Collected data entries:

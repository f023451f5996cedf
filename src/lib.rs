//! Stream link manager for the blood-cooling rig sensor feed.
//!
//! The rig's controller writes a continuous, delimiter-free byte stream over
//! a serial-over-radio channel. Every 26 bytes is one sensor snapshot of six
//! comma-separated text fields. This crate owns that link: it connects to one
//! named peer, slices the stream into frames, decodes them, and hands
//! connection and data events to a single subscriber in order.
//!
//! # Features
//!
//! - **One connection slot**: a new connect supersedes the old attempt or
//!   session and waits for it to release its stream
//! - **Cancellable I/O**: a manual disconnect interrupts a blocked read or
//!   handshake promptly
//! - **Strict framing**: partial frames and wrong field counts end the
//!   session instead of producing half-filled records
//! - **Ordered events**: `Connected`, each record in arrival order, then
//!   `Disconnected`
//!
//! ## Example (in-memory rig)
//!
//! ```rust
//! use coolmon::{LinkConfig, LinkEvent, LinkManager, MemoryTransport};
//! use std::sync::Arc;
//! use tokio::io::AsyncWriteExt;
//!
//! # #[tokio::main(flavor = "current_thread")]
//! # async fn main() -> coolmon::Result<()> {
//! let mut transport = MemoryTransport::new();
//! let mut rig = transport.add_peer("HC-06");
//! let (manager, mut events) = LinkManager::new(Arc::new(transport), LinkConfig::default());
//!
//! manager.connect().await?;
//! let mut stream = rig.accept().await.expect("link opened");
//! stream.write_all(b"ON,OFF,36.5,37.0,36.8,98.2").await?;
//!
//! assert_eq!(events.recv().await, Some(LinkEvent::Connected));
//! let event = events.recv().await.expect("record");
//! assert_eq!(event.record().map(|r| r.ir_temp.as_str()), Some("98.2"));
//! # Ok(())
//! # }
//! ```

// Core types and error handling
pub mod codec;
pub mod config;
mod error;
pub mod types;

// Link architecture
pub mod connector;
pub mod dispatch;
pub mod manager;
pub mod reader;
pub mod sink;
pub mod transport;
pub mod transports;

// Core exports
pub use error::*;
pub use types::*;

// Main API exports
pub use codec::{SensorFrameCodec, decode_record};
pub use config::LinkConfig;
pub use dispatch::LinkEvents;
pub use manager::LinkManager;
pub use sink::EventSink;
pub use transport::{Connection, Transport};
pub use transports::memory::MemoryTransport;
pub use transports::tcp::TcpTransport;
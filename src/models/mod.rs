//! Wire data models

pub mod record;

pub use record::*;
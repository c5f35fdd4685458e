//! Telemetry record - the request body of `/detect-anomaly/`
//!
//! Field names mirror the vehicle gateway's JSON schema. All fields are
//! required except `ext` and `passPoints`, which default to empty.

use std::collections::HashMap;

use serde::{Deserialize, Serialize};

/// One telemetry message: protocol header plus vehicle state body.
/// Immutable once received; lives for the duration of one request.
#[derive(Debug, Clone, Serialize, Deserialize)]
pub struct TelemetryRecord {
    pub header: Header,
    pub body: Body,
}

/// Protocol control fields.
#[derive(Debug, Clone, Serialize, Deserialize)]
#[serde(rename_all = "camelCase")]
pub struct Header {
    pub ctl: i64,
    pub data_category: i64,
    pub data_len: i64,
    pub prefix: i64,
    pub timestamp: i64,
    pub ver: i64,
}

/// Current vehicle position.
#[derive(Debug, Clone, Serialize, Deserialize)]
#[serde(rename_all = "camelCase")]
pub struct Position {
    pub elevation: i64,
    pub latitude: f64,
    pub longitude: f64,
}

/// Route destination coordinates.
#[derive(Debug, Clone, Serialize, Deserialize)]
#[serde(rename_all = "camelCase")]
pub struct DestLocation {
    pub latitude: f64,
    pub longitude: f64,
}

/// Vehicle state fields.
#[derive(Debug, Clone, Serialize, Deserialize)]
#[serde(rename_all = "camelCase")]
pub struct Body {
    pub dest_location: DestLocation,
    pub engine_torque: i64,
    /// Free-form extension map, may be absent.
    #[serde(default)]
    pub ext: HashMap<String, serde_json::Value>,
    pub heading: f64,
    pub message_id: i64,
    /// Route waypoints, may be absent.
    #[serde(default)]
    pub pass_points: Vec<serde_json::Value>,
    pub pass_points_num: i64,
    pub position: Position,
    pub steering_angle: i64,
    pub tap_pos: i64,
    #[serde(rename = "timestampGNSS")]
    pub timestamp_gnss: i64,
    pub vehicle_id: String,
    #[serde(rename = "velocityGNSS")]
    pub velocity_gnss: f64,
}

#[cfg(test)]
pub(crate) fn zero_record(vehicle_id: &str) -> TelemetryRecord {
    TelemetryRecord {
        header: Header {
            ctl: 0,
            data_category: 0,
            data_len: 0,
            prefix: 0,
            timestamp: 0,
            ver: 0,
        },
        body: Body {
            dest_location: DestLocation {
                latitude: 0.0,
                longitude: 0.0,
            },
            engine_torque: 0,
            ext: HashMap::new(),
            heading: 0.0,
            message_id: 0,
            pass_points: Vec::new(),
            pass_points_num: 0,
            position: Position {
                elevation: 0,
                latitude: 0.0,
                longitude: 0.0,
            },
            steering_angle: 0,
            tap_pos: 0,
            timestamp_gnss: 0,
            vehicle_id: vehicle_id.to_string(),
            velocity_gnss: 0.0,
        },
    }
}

[ASSIGNMENT] Search the records for the word "Some", then list every line that has it.

[RESULT OF THIS TASK]
//! assert_eq!(events.recv().await, Some(LinkEvent::Connected));
//! assert_eq!(event.record().map(|r| r.ir_temp.as_str()), Some("98.2"));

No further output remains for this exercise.